Jackson’s scholarship and activism has been influential in shaping public debate around colonisation and Te Tiriti o Waitangi, the Treaty of Waitangi, Aotearoa New Zealand’s founding document.
He died in New Zealand’s Bay of Plenty, following a lengthy illness with cancer.
Māori development minister Willie Jackson – a nephew of Jackson – has paid tribute, telling the New Zealand Herald that he was “proud to have an uncle held in such high esteem and had such a brilliant mind.”
“Uncle Moana was a man who always waited to be called on and was never one to jump in front of the limelight,” Jackson said.
Born in 1948, Jackson (Ngāti Kahungunu, Rongomaiwahine, Ngāti Porou) was the son of an All Black, Everard Jackson, and brother of prominent Māori activist and trade unionist Syd Jackson.
“When I was growing up I didn’t hear the word ‘colonisation’ very much but I was always aware, I think, of its cold and unrelenting hurt,” Jackson said in an interview with the Counterfutures journal in 2017.
“So I guess colonisation politicised me, and with it a sense of the need to settle all that it has done and continues to do”.
Those experiences shaped Jackson’s work championing indigenous rights in law and working in academia over the last five decades.
After training as a lawyer and working as a Māori language teacher, Jackson studied in the US, where he also worked for the Navaho Legal Service.
After returning to New Zealand in the 1980s he co-founded Ngā Kaiwhakamarama i Ngā Ture – the Māori Legal Service – and later the Te Hau Tikanga, the Māori law commission.
In 1988, Jackson authored a groundbreaking report into Māori experiences of New Zealand’s criminal justice system, which highlighted widespread institutional racism and called for greater recognition of the impacts of colonialism on Māori.
Among other things, that report recommended the establishment of a parallel Māori justice system, a recommendation which was not implemented.
Speaking to the Guardian in 2015, Jackson said that “not a great deal has changed in 25 years”, and that it was impossible to separate the place of Māori in the prison system from the impact of colonisation, and the disputes around the meaning of the Treaty of Waitangi.

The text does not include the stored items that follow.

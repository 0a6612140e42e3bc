// author: kodeholic (powered by Claude)
//
// 공유 상태 저장소 - 매칭 상태 전부가 여기에 산다
//
// 구조:
//   StatusRegistry / EntryQueue / MatchingPool / StoreBus
//       └── Store (호출 1회마다 timeout 적용)
//               └── dyn SharedStore
//                       ├── MemoryStore (기본, 프로세스 로컬)
//                       └── RedisStore  (feature = "redis-store")
//
// 개별 프리미티브(hash set/get, list push/pop)는 원자적이라고 가정한다.
// 상태 전이는 hash_compare_and_set 으로 한다 - 읽은 뒤 다른 actor 가 바꿨으면 쓰지 않는다.
// 여러 키에 걸친 연산(토픽 fan-out 등)은 원자적이지 않다 - 호출자가 부분 실패를 감내한다.

pub mod memory;
#[cfg(feature = "redis-store")]
pub mod redis_store;

use async_trait::async_trait;
use std::collections::HashMap;
use std::future::Future;
use std::sync::Arc;
use std::time::Duration;
use tokio::sync::mpsc;
use tracing::warn;

use crate::error::{MatchError, MatchResult};

pub use memory::MemoryStore;

/// 만료된 lease 키 이름 스트림
pub type ExpiredRx = mpsc::UnboundedReceiver<String>;

// ----------------------------------------------------------------------------
// [키 레이아웃]
// ----------------------------------------------------------------------------

pub mod keys {
    pub const STATUS_PREFIX:  &str = "match:status:";
    pub const LEASE_PREFIX:   &str = "match:lease:";
    pub const POOL_PREFIX:    &str = "match:pool:";
    pub const SESSION_KEY:    &str = "match:session-key";
    pub const ENTRY_QUEUE:    &str = "match:entry-queue";
    pub const FCFS:           &str = "match:fcfs";
    pub const MATCHED_EVENTS: &str = "match:events:matched";
    /// 한 번이라도 쓰인 버킷 키 목록 (admin 풀 조회용 hash)
    pub const BUCKET_INDEX:   &str = "match:buckets";

    pub fn status(user_id: &str) -> String {
        format!("{}{}", STATUS_PREFIX, user_id)
    }

    pub fn lease(user_id: &str) -> String {
        format!("{}{}", LEASE_PREFIX, user_id)
    }

    /// 매칭 버킷 (difficulty, topic) 하나당 큐 1개
    pub fn pool(difficulty: &str, topic: &str) -> String {
        format!("{}{}:{}", POOL_PREFIX, difficulty, topic)
    }

    /// "match:lease:{user_id}" → user_id
    pub fn user_from_lease(key: &str) -> Option<&str> {
        key.strip_prefix(LEASE_PREFIX).filter(|u| !u.is_empty())
    }

    pub fn user_from_status(key: &str) -> Option<&str> {
        key.strip_prefix(STATUS_PREFIX).filter(|u| !u.is_empty())
    }
}

// ----------------------------------------------------------------------------
// [SharedStore] 백엔드가 구현하는 프리미티브
// ----------------------------------------------------------------------------

#[async_trait]
pub trait SharedStore: Send + Sync {
    async fn hash_get_all(&self, key: &str) -> MatchResult<HashMap<String, String>>;

    /// 필드 upsert
    async fn hash_set(&self, key: &str, fields: &[(String, String)]) -> MatchResult<()>;

    /// 키가 없을 때만 기록. 기록했으면 true
    async fn hash_create(&self, key: &str, fields: &[(String, String)]) -> MatchResult<bool>;

    /// expect 의 필드가 전부 현재 값과 같을 때만 fields 를 upsert. 키가 없으면 false
    async fn hash_compare_and_set(
        &self,
        key:    &str,
        expect: &[(String, String)],
        fields: &[(String, String)],
    ) -> MatchResult<bool>;

    /// expect 의 필드가 전부 현재 값과 같을 때만 hash 삭제
    async fn hash_compare_and_delete(&self, key: &str, expect: &[(String, String)]) -> MatchResult<bool>;

    /// hash / list 키 삭제. 존재했으면 true
    async fn delete(&self, key: &str) -> MatchResult<bool>;

    async fn list_push(&self, key: &str, value: &str) -> MatchResult<usize>;
    async fn list_pop(&self, key: &str) -> MatchResult<Option<String>>;
    async fn list_peek(&self, key: &str) -> MatchResult<Option<String>>;

    /// value 와 일치하는 모든 항목 제거. 없으면 0 (에러 아님)
    async fn list_remove(&self, key: &str, value: &str) -> MatchResult<usize>;
    async fn list_range(&self, key: &str) -> MatchResult<Vec<String>>;
    async fn list_len(&self, key: &str) -> MatchResult<usize>;

    async fn incr(&self, key: &str) -> MatchResult<i64>;

    async fn set_lease(&self, key: &str, ttl: Duration) -> MatchResult<()>;
    async fn lease_remaining(&self, key: &str) -> MatchResult<Option<Duration>>;
    async fn clear_lease(&self, key: &str) -> MatchResult<()>;

    /// prefix 로 시작하는 hash 키 목록
    async fn scan_prefix(&self, prefix: &str) -> MatchResult<Vec<String>>;

    /// lease 만료 알림 구독 - 호출할 때마다 독립된 수신자
    async fn subscribe_expired(&self) -> MatchResult<ExpiredRx>;
}

// ----------------------------------------------------------------------------
// [Store] 모든 호출에 상한 시간을 거는 파사드
// ----------------------------------------------------------------------------

#[derive(Clone)]
pub struct Store {
    inner:        Arc<dyn SharedStore>,
    call_timeout: Duration,
}

impl Store {
    pub fn new(inner: Arc<dyn SharedStore>, call_timeout: Duration) -> Self {
        Self { inner, call_timeout }
    }

    async fn timed<T, F>(&self, op: &'static str, key: &str, fut: F) -> MatchResult<T>
    where
        F: Future<Output = MatchResult<T>>,
    {
        match tokio::time::timeout(self.call_timeout, fut).await {
            Ok(result) => result,
            Err(_) => {
                warn!("[store] {} timed out after {:?} key={}", op, self.call_timeout, key);
                Err(MatchError::StoreTimeout(format!("{} {}", op, key)))
            }
        }
    }

    pub async fn hash_get_all(&self, key: &str) -> MatchResult<HashMap<String, String>> {
        self.timed("hgetall", key, self.inner.hash_get_all(key)).await
    }

    pub async fn hash_set(&self, key: &str, fields: &[(String, String)]) -> MatchResult<()> {
        self.timed("hset", key, self.inner.hash_set(key, fields)).await
    }

    pub async fn hash_create(&self, key: &str, fields: &[(String, String)]) -> MatchResult<bool> {
        self.timed("hcreate", key, self.inner.hash_create(key, fields)).await
    }

    pub async fn hash_compare_and_set(
        &self,
        key:    &str,
        expect: &[(String, String)],
        fields: &[(String, String)],
    ) -> MatchResult<bool> {
        self.timed("hcas", key, self.inner.hash_compare_and_set(key, expect, fields)).await
    }

    pub async fn hash_compare_and_delete(&self, key: &str, expect: &[(String, String)]) -> MatchResult<bool> {
        self.timed("hcad", key, self.inner.hash_compare_and_delete(key, expect)).await
    }

    pub async fn delete(&self, key: &str) -> MatchResult<bool> {
        self.timed("del", key, self.inner.delete(key)).await
    }

    pub async fn list_push(&self, key: &str, value: &str) -> MatchResult<usize> {
        self.timed("rpush", key, self.inner.list_push(key, value)).await
    }

    pub async fn list_pop(&self, key: &str) -> MatchResult<Option<String>> {
        self.timed("lpop", key, self.inner.list_pop(key)).await
    }

    pub async fn list_peek(&self, key: &str) -> MatchResult<Option<String>> {
        self.timed("lindex", key, self.inner.list_peek(key)).await
    }

    pub async fn list_remove(&self, key: &str, value: &str) -> MatchResult<usize> {
        self.timed("lrem", key, self.inner.list_remove(key, value)).await
    }

    pub async fn list_range(&self, key: &str) -> MatchResult<Vec<String>> {
        self.timed("lrange", key, self.inner.list_range(key)).await
    }

    pub async fn list_len(&self, key: &str) -> MatchResult<usize> {
        self.timed("llen", key, self.inner.list_len(key)).await
    }

    pub async fn incr(&self, key: &str) -> MatchResult<i64> {
        self.timed("incr", key, self.inner.incr(key)).await
    }

    pub async fn set_lease(&self, key: &str, ttl: Duration) -> MatchResult<()> {
        self.timed("set_lease", key, self.inner.set_lease(key, ttl)).await
    }

    pub async fn lease_remaining(&self, key: &str) -> MatchResult<Option<Duration>> {
        self.timed("pttl", key, self.inner.lease_remaining(key)).await
    }

    pub async fn clear_lease(&self, key: &str) -> MatchResult<()> {
        self.timed("clear_lease", key, self.inner.clear_lease(key)).await
    }

    pub async fn scan_prefix(&self, prefix: &str) -> MatchResult<Vec<String>> {
        self.timed("scan", prefix, self.inner.scan_prefix(prefix)).await
    }

    pub async fn subscribe_expired(&self) -> MatchResult<ExpiredRx> {
        self.timed("subscribe", "expired", self.inner.subscribe_expired()).await
    }
}

#[cfg(test)]
mod tests {
    use super::*;
    use async_trait::async_trait;

    /// 모든 호출이 멈춰버리는 백엔드 - timeout 경로 검증용
    struct HangingStore;

    #[async_trait]
    impl SharedStore for HangingStore {
        async fn hash_get_all(&self, _: &str) -> MatchResult<HashMap<String, String>> {
            futures_util::future::pending().await
        }
        async fn hash_set(&self, _: &str, _: &[(String, String)]) -> MatchResult<()> { Ok(()) }
        async fn hash_create(&self, _: &str, _: &[(String, String)]) -> MatchResult<bool> { Ok(true) }
        async fn hash_compare_and_set(
            &self, _: &str, _: &[(String, String)], _: &[(String, String)],
        ) -> MatchResult<bool> {
            futures_util::future::pending().await
        }
        async fn hash_compare_and_delete(&self, _: &str, _: &[(String, String)]) -> MatchResult<bool> { Ok(false) }
        async fn delete(&self, _: &str) -> MatchResult<bool> { Ok(false) }
        async fn list_push(&self, _: &str, _: &str) -> MatchResult<usize> { Ok(0) }
        async fn list_pop(&self, _: &str) -> MatchResult<Option<String>> {
            futures_util::future::pending().await
        }
        async fn list_peek(&self, _: &str) -> MatchResult<Option<String>> { Ok(None) }
        async fn list_remove(&self, _: &str, _: &str) -> MatchResult<usize> { Ok(0) }
        async fn list_range(&self, _: &str) -> MatchResult<Vec<String>> { Ok(vec![]) }
        async fn list_len(&self, _: &str) -> MatchResult<usize> { Ok(0) }
        async fn incr(&self, _: &str) -> MatchResult<i64> { Ok(1) }
        async fn set_lease(&self, _: &str, _: Duration) -> MatchResult<()> { Ok(()) }
        async fn lease_remaining(&self, _: &str) -> MatchResult<Option<Duration>> { Ok(None) }
        async fn clear_lease(&self, _: &str) -> MatchResult<()> { Ok(()) }
        async fn scan_prefix(&self, _: &str) -> MatchResult<Vec<String>> { Ok(vec![]) }
        async fn subscribe_expired(&self) -> MatchResult<ExpiredRx> {
            let (_tx, rx) = mpsc::unbounded_channel();
            Ok(rx)
        }
    }

    #[tokio::test]
    async fn hanging_call_becomes_store_timeout() {
        let store = Store::new(Arc::new(HangingStore), Duration::from_millis(20));
        let err = store.hash_get_all("match:status:alice").await.unwrap_err();
        assert!(matches!(err, MatchError::StoreTimeout(_)));
        assert!(err.is_transient());

        let err = store.list_pop(keys::ENTRY_QUEUE).await.unwrap_err();
        assert!(matches!(err, MatchError::StoreTimeout(_)));

        let err = store.hash_compare_and_set("match:status:alice", &[], &[]).await.unwrap_err();
        assert!(err.is_transient());
    }

    #[test]
    fn key_helpers_round_trip_user_ids() {
        assert_eq!(keys::user_from_lease(&keys::lease("alice")), Some("alice"));
        assert_eq!(keys::user_from_status(&keys::status("bob")), Some("bob"));
        assert_eq!(keys::user_from_lease("match:status:alice"), None);
        assert_eq!(keys::user_from_lease(keys::LEASE_PREFIX), None);
        assert_eq!(keys::pool("Easy", "DP"), "match:pool:Easy:DP");
    }
}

In 2007, he resigned as a patron for the police after raids targeting Māori activists using contentious anti-terrorism powers. “Every act of resistance by Māori since 1840 has been met with opposition … Those who take power unjustly defend it with injustice,” he said at the time.
In recent years, Jackson led work around constitutional transformation, helping to produce a report calling for an overhaul of New Zealand’s constitutional arrangements to better address Māori interests.